Why? It's a crashing bug; we should probably try to fix it.
There is no need to unschedule things until we are closer to the release. It's not set as a blocker, but it is something we should look into if possible. I think at least Waddlesplash should look into the extra captures that he requested? Indeed the SMAP violation turns into a page fault at the same address, but personally, I don't know what to make if it.
comment:16 by , 6 months ago
Why? It's a crashing bug; we should probably try to fix it.

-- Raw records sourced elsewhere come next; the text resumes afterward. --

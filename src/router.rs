//!
//! coursegate router
//! -----------------
//! Declarative route table binding URL paths to (view, guard, allowed roles), and
//! the single evaluator that turns a location plus the current session into a
//! render/redirect/placeholder decision.
//!
//! Matching rules:
//! - query string and fragment are ignored, as are empty segments (trailing slash);
//! - literal segments match case-insensitively, `:param` captures one segment;
//! - the route with the most literal segments wins, ties go to registration order;
//! - anything unmatched is redirected to `/`, replacing the history entry.

pub mod pattern;

use serde::Serialize;
use tracing::debug;

use crate::error::AppResult;
use crate::identity::{self, Decision, GateState, NavigationState, Role, SessionSnapshot, ROOT_PATH};
use pattern::{normalize_path, path_segments, Params, PathPattern};

/// Views the client can render. Page content is out of scope; a view is a tag.
#[derive(Debug, Clone, Copy, PartialEq, Eq, Hash, Serialize)]
#[serde(rename_all = "snake_case")]
pub enum View {
    Landing,
    CourseCatalog,
    Terms,
    Privacy,
    Signup,
    RegisterFirst,
    Login,
    ForgotPassword,
    Register,
    StudentDashboard,
    InstructorDashboard,
    CourseViewer,
    CreateCourse,
    EditCourse,
    SuperAdminDashboard,
    CreateFinalTest,
    AddCollege,
    AdminDashboard,
}

#[derive(Debug, Clone, PartialEq, Eq, Serialize)]
#[serde(tag = "guard", content = "roles", rename_all = "snake_case")]
pub enum Guard {
    /// No guard: always rendered.
    Open,
    /// Anonymous-only view, with the navigation-state override.
    Public,
    /// Authenticated view; an empty list admits any authenticated role.
    Protected(Vec<Role>),
}

#[derive(Debug, Clone)]
pub struct Route {
    pub pattern: PathPattern,
    pub view: View,
    pub guard: Guard,
}

impl Route {
    pub fn evaluate(&self, session: &SessionSnapshot, nav: &NavigationState) -> Decision {
        match &self.guard {
            Guard::Open => Decision::Render { access: identity::Access::Open },
            Guard::Public => identity::public(session, nav),
            Guard::Protected(roles) => identity::protected(session, roles),
        }
    }
}

/// Fixed after `build()`: access rules never depend on session state.
#[derive(Debug, Clone)]
pub struct RouteTable {
    routes: Vec<Route>,
}

#[derive(Debug, Default)]
pub struct RouteTableBuilder {
    routes: Vec<(String, View, Guard)>,
}

impl RouteTableBuilder {
    pub fn open(mut self, path: &str, view: View) -> Self {
        self.routes.push((path.to_string(), view, Guard::Open));
        self
    }

    pub fn public(mut self, path: &str, view: View) -> Self {
        self.routes.push((path.to_string(), view, Guard::Public));
        self
    }

    pub fn protected(mut self, path: &str, view: View, roles: &[Role]) -> Self {
        self.routes.push((path.to_string(), view, Guard::Protected(roles.to_vec())));
        self
    }

    pub fn build(self) -> AppResult<RouteTable> {
        let mut routes = Vec::with_capacity(self.routes.len());
        for (path, view, guard) in self.routes {
            routes.push(Route { pattern: PathPattern::parse(&path)?, view, guard });
        }
        Ok(RouteTable { routes })
    }
}

#[derive(Debug, Clone)]
pub struct RouteMatch<'a> {
    pub route: &'a Route,
    pub params: Params,
}

impl RouteTable {
    pub fn builder() -> RouteTableBuilder { RouteTableBuilder::default() }

    /// The platform's route table.
    pub fn lms() -> Self {
        use Role::*;
        let all = [Student, Admin, SuperAdmin, Instructor];
        let admins = [Admin, SuperAdmin];
        let table = Self::builder()
            .open("/", View::Landing)
            .protected("/courses", View::CourseCatalog, &all)
            .open("/terms", View::Terms)
            .open("/privacy", View::Privacy)
            .public("/signup", View::Signup)
            .public("/register-first", View::RegisterFirst)
            .public("/login", View::Login)
            .public("/forgot-password", View::ForgotPassword)
            .protected("/register", View::Register, &admins)
            .protected("/dashboard", View::StudentDashboard, &[Student])
            .protected("/instructor", View::InstructorDashboard, &[Instructor])
            .protected("/courses/:courseId", View::CourseViewer, &[Student, Instructor, Admin, SuperAdmin])
            .protected("/courses/create", View::CreateCourse, &admins)
            .protected("/courses/:courseId/edit", View::EditCourse, &admins)
            .protected("/superadmin", View::SuperAdminDashboard, &[SuperAdmin])
            .protected("/create_finaltest", View::CreateFinalTest, &[SuperAdmin])
            .protected("/add_college", View::AddCollege, &[SuperAdmin])
            .protected("/admin", View::AdminDashboard, &[Admin])
            .build();
        table.expect("built-in route table")
    }

    pub fn routes(&self) -> &[Route] { &self.routes }

    pub fn resolve(&self, location: &str) -> Option<RouteMatch<'_>> {
        let parts = path_segments(location);
        let mut best: Option<RouteMatch<'_>> = None;
        for route in &self.routes {
            let Some(params) = route.pattern.match_segments(&parts) else { continue };
            let better = match &best {
                None => true,
                Some(b) => route.pattern.specificity() > b.route.pattern.specificity(),
            };
            if better {
                best = Some(RouteMatch { route, params });
            }
        }
        best
    }
}

/// Outcome of evaluating one location.
#[derive(Debug, Clone, PartialEq, Serialize)]
pub struct Navigation {
    pub path: String,
    /// `None` when no route matched.
    pub view: Option<View>,
    pub params: Params,
    pub decision: Decision,
}

impl Navigation {
    pub fn state(&self) -> GateState { self.decision.state() }
}

#[derive(Debug, Clone)]
pub struct Router {
    table: RouteTable,
}

impl Default for Router {
    fn default() -> Self { Self::new(RouteTable::lms()) }
}

impl Router {
    pub fn new(table: RouteTable) -> Self { Self { table } }

    pub fn table(&self) -> &RouteTable { &self.table }

    pub fn navigate(&self, location: &str, nav: &NavigationState, session: &SessionSnapshot) -> Navigation {
        let path = normalize_path(location);
        let Some(m) = self.table.resolve(location) else {
            debug!(target: "coursegate::router", path = %path, "no route; falling back to root");
            return Navigation {
                path,
                view: None,
                params: Params::new(),
                decision: Decision::Redirect { to: ROOT_PATH.to_string(), replace: true, state: GateState::FallbackRedirect },
            };
        };
        let decision = m.route.evaluate(session, nav);
        debug!(
            target: "coursegate::router",
            path = %path, route = m.route.pattern.as_str(), state = ?decision.state(),
            "navigate"
        );
        Navigation { path, view: Some(m.route.view), params: m.params, decision }
    }
}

Yes, but should this need to be fixed in beta5?
I'm currently trying to see what is still blocking beta5, and this seems to be about 5 or so regressions. I would rather we focus on those and get beta5 released. :)
comment:17 by , 6 months ago
If you want to see what's blocking beta5, have a look at the tickets with priority blocker or critical in the beta5 milestone:
There is no need to remove the other tickets from the milestone to see that.
comment:18 by , 6 months ago
I don't think that is accurate, since the regressions are not visible there, and the tasks are things to do just before the release.
Otherwise, apart from the exception handling we could release it right now. But afaik we try to fix the regressions before a release.
comment:19 by , 6 months ago
If there are regressions that should be blocking, we can (and probably should) increase their priority.
The other task (the update to OpenSSL) is not to be done just before the release, on the contrary, it should be done as early as possible, so that we can test it in nightlies for a while before the release. Doing it at the last minute would be a great way to introduce new regressions in the next release.
I plan to look into it but I had few time and energy to spend on Haiku lately (due to being busy with paid work things and other projects). Not sure when things will clear up for me, the next few months keep filling up with other things...
comment:20 by , 6 months ago
Indeed the SMAP violation turns into a page fault at the same address, but personally, I don't know what to make if it.
Well, it probably means there isn't really a page there, somehow. How that happens I don't know, though.
If you can type at the KDL prompt, can you please run "area <address>" on the address from the initial message ("SMAP violation at ...")?